This is one of the things that I feel most strongly about and I believe that it is SO important for him to grow up knowing that he does not need to compare himself to anyone else in any way.
Something I have said from the beginning is that I want Action man to have the greatest amount of self confidence and belief in himself andhis abilities. I want him to feel supported to go out and get whatever it is in life he may want and to dream big in the process. I wan "No Limits" to be our family motto.
This great article was published in the Opinion Pages of the Sydney Morning Herald Yesterday. It really hits the mark about how we should think of our kids.
December 19, 2009 Adele Horin
'Tis the season to … rank the kids. The Higher School Certificate marks are out and the high achievers' lists are published. The university entrance scores are known, determining with decimal-point precision a child's future direction, at least in the short term. Whether 'tis the season to be jolly depends in some households on how the kids have rated: better or worse than expected, better or worse than their peers, their cousins, their father's boss's daughter?
In a country that elevates teenage sporting stars to hero status, it is good to see the brainiacs on the front page, and whole pages of fine print devoted to academic high flyers.
But when the evanescent moment has passed, let's get some perspective on how we rank our kids. A lot of parents will be feeling disappointed with their child's results. Disappointment comes with the parenting territory. Parents may be crazy about their kids. But often they are their child's worst critics.
They notice the weaknesses in their children and overlook the strengths. They worry about poor grades and overlook kind hearts. When it comes to ranking the kids, our set of criteria is too narrow.
It's the guilty secret of parents that they cannot help but compare and contrast their children with the others, and all too often find their own wanting.
If their children are sporty, parents worry they don't study enough; if their children are academic, parents worry they don't play sport. If the children are gregarious, parents wish they'd read more; if they always have their head in a book, parents want them to be more sociable. Just about every parent worries their child spends too much time in front of a computer screen enjoying themselves when they should be studying/sleeping/exercising.
There is always a new opportunity to worry that a child is lagging in some department and in need of improvement.

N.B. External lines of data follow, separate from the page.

//! Same-side point-in-triangle test against the three directed edges.

use crate::cfg::EPSILON;
use crate::geom::{Orientation, Point, Triangle};

#[inline]
fn coincides(v: &Point, p: &Point) -> bool {
    (v.x - p.x).abs() < EPSILON && (v.y - p.y).abs() < EPSILON
}

/// Closed bounding box of segment `e f`, endpoint order irrelevant.
#[inline]
fn within_segment_box(e: &Point, f: &Point, p: &Point) -> bool {
    ((p.x >= e.x && p.x <= f.x) || (p.x >= f.x && p.x <= e.x))
        && ((p.y >= e.y && p.y <= f.y) || (p.y >= f.y && p.y <= e.y))
}

/// Orientation of `p` relative to the directed edge `e → f`.
#[inline]
fn edge_value(e: &Point, f: &Point, p: &Point) -> f64 {
    (e.y - p.y) * (f.x - e.x) - (e.x - p.x) * (f.y - e.y)
}

/// Same-side membership test.
///
/// Order of checks:
/// 1. degenerate (collinear) triangle: `false`;
/// 2. `p` on a vertex (per-axis within `EPSILON`): `true`;
/// 3. edges A→B, B→C, C→A in turn: the first edge with `p` collinear decides
///    the answer alone via its bounding box;
/// 4. otherwise `p` is inside iff all three edge orientations agree.
pub fn point_in_triangle_orientation(tri: &Triangle, p: &Point) -> bool {
    if tri.is_degenerate() {
        return false;
    }
    if tri.vertices().iter().any(|v| coincides(v, p)) {
        return true;
    }

    let mut sides = [Orientation::Collinear; 3];
    for (side, (e, f)) in sides.iter_mut().zip(tri.edges().iter()) {
        let val = edge_value(e, f, p);
        if val.abs() < EPSILON {
            return within_segment_box(e, f, p);
        }
        *side = Orientation::from_sign(val);
    }
    sides[0] == sides[1] && sides[1] == sides[2]
}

Even children with talent are compared to the protege, and can end up feeling a failure.
It's a perilous journey parents take between neglect and encouragement. Be lackadaisical about study, be of the school that maintains the system puts children under too much pressure and the HSC is over-rated, and children will be hampered, possibly for life, by a poor work ethic and an embarrassing HSC mark. Be a nag and parents can forget to enjoy their children for who they are.
Most new parents with tiny babies will tell you they just want their children to be happy. But before long, a worm of desire wiggles into parents' hearts - for the child to be the greatest, the best, the first, to shine for others as he or she shines for them. Sensible parents know it is pathetic to bask in the reflected glories of the child but they accept the congratulations, anyway.
Competitive parenting starts in the mothers' group when it is impossible not to notice which infant sits up first, walks first, talks first. Later parents notice who reads and writes first. How well I remember my nights at a particular house when I was part of a babysitting co-op. Surrounded by mind-expanding puzzles, clever board games, and tomes on the Ancient Greeks, the children expounded in the sweetest way on everything from the wonders of the milky way to the evolution of a post-communist society. I exaggerate a little, but I'm sure the eight-year-old was reading Anna Karenina when mine was working his way through the Goosebumps series. I always left feeling in awe and inadequate.
The tendency to compare is the killjoy of parenting. Try as parents might to disguise pride in a toddler who is first off the mark, or disguise worry about a late-starter, it seeps out. Fortunately parents rarely go as far as Mitsuko Yamada, a Japanese mother who killed a two-year-old girl in a fit of envy after the toddler beat her own daughter to a place in an elite nursery school.
After hearing my complaints about a son who preferred soccer to study, an acquaintance who was a teacher at a tough high school asked me: "Is he sneaking out the window at night to go drinking?" No, he wasn't. "Is he turning up at school every day?" Yes, he was. "Well what are you worrying about?" the teacher said.
Perspective is all. The antics of boys from tough schools may seem of little relevance to a privileged family, such as my own. But as children grow up, stories of middle-class teenagers who sell drugs, drop out of school, are paralysed by depression, are psychotic with anorexia, or travel with a bad crowd are constant reminders that academic ranking is not everything, not nearly the most important thing.
Parents with new babies and syrupy wishes for a happy child are right. Having a clever child is less important than having a happy one. Having a child who tops the ranks means little if he has a mean streak, a big ego or an inability to get on with people.
It takes a long time to see how your children turn out, an older, wiser parent once told me. How we end up rating the kids when we are old, sick and needing them may have little to do with how clever they are and everything to do with the kindness of their heart.